# Exercise goal
Identify each line in the records below that contains the word "DateTime", and copy it.

START Information supplied

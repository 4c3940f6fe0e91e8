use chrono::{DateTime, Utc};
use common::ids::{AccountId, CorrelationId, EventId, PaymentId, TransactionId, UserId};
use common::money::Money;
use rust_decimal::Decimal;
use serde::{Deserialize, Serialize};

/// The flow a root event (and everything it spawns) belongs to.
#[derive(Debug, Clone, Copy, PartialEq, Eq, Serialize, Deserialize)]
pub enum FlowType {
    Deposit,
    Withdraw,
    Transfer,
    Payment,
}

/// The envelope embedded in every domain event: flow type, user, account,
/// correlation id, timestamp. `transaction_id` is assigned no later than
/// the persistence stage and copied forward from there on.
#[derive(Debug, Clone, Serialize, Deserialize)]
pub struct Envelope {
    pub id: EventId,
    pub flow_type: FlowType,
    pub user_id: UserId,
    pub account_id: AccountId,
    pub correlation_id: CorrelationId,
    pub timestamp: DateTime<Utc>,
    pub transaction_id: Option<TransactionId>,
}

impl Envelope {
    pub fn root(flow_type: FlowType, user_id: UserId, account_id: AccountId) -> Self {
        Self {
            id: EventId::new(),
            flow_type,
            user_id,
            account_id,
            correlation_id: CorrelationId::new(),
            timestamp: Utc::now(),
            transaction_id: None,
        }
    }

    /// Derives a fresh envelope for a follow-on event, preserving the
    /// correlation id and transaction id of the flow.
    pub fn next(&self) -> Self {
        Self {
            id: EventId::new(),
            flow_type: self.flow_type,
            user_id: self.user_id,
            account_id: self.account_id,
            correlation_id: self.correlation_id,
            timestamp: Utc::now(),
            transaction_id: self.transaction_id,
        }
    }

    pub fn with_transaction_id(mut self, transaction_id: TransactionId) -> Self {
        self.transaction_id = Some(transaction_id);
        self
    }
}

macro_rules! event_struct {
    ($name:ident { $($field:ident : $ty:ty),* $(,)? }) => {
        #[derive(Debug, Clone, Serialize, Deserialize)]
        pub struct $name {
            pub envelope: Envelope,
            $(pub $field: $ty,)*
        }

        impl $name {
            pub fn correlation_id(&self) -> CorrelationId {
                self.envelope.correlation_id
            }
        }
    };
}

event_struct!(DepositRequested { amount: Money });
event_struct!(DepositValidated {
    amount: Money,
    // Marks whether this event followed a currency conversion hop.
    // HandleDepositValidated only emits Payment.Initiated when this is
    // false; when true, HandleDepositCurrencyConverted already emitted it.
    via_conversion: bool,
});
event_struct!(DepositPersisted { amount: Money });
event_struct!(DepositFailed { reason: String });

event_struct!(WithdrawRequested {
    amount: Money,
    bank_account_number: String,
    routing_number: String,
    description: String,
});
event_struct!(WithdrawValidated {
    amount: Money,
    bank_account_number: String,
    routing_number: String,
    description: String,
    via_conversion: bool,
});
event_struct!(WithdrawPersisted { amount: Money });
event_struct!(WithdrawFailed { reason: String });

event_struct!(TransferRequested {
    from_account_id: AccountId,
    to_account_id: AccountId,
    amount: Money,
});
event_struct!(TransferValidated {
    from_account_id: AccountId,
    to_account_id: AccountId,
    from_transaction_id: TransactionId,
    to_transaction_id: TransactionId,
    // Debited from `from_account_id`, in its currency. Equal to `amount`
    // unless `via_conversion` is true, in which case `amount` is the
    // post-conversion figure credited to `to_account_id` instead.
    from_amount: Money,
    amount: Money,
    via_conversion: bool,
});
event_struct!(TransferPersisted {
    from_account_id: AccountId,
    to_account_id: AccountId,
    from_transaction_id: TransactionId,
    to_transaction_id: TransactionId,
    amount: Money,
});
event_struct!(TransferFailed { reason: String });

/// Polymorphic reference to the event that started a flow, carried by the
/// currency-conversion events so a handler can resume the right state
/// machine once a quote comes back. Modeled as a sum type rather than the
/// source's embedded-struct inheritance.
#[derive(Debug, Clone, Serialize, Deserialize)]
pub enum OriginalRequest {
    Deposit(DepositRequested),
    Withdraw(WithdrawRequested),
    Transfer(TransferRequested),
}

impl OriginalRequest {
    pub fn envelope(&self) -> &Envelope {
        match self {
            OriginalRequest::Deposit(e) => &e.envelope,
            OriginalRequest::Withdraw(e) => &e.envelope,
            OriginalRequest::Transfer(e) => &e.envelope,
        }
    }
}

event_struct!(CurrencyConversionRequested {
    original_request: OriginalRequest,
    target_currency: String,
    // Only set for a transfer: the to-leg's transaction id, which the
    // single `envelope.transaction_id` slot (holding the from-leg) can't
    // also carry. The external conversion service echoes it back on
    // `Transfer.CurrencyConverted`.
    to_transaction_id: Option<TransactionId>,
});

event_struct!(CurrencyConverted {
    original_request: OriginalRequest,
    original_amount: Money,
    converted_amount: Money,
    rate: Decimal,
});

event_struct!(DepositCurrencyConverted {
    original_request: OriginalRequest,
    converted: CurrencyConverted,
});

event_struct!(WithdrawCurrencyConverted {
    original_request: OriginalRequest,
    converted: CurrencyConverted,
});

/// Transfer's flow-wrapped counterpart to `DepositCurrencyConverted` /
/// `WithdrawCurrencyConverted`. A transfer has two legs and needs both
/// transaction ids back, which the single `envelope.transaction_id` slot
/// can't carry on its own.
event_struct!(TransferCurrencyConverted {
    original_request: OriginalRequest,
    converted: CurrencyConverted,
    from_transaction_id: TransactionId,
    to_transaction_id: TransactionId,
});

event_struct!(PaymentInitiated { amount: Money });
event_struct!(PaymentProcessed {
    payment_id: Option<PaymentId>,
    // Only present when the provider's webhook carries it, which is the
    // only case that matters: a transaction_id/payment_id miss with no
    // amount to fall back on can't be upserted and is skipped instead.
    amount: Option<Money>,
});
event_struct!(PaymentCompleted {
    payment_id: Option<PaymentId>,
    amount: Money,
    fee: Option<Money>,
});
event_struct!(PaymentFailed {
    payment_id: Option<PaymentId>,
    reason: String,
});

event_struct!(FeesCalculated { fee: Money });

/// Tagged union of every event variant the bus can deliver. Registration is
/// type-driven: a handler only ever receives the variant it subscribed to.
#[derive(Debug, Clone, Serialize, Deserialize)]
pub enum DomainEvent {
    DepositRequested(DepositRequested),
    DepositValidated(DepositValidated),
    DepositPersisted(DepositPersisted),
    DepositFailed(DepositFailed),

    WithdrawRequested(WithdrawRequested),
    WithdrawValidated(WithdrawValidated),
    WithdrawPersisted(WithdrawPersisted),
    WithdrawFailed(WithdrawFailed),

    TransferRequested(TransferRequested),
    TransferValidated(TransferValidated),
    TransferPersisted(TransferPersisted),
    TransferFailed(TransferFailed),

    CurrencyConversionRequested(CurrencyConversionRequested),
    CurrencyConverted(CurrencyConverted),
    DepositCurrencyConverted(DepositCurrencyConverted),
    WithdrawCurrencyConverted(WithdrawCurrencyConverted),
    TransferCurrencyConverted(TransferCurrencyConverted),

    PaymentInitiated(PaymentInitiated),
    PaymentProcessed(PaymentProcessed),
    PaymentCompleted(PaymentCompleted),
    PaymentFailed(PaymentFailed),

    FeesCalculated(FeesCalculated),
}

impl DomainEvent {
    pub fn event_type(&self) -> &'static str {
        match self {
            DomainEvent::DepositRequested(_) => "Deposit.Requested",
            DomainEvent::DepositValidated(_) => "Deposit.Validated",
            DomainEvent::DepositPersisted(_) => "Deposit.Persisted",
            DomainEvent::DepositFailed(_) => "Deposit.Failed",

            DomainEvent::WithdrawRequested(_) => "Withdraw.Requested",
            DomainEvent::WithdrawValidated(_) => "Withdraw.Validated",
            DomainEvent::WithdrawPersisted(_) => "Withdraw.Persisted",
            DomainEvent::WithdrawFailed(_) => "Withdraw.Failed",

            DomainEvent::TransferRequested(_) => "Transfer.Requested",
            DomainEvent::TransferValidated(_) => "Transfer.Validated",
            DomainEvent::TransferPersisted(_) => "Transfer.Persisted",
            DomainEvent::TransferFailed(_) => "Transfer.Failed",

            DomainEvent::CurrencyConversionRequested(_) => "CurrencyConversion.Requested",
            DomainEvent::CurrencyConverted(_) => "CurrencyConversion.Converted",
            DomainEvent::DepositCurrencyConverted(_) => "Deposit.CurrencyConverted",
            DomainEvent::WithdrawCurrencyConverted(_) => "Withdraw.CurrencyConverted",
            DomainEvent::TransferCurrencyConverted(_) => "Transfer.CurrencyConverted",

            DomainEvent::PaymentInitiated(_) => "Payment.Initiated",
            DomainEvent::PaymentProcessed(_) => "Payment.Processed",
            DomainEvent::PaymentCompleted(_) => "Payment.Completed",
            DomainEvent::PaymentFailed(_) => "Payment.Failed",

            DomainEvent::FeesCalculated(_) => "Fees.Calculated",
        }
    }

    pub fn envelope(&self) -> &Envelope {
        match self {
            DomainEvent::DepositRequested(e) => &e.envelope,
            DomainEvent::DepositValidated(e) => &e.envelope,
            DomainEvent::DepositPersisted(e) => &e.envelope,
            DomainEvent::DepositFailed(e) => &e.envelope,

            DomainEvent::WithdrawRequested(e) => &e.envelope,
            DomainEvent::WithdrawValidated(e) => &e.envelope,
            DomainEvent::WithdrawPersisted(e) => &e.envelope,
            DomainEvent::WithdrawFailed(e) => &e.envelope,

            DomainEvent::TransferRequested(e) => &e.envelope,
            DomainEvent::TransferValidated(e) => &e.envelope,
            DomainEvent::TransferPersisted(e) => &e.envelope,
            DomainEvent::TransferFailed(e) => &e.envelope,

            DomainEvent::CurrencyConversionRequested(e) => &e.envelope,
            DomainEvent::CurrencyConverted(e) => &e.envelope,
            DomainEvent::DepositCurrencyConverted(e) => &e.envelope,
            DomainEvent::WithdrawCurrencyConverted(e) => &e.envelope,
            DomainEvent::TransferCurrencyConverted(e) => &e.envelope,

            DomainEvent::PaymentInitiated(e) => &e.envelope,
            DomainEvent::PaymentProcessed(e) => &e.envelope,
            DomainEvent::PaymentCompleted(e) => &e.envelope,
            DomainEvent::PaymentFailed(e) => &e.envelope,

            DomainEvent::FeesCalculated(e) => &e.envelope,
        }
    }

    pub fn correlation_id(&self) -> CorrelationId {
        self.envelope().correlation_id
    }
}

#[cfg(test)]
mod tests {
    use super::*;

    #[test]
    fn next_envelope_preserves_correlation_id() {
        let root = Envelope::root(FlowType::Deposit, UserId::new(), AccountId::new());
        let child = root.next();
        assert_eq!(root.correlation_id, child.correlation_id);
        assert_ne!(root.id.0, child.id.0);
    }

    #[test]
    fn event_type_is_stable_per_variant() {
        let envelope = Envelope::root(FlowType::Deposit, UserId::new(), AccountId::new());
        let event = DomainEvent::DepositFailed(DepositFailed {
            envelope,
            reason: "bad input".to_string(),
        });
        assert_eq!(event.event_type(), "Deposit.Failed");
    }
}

END Information supplied

# Problem solution
use chrono::{DateTime, Utc};
    pub timestamp: DateTime<Utc>,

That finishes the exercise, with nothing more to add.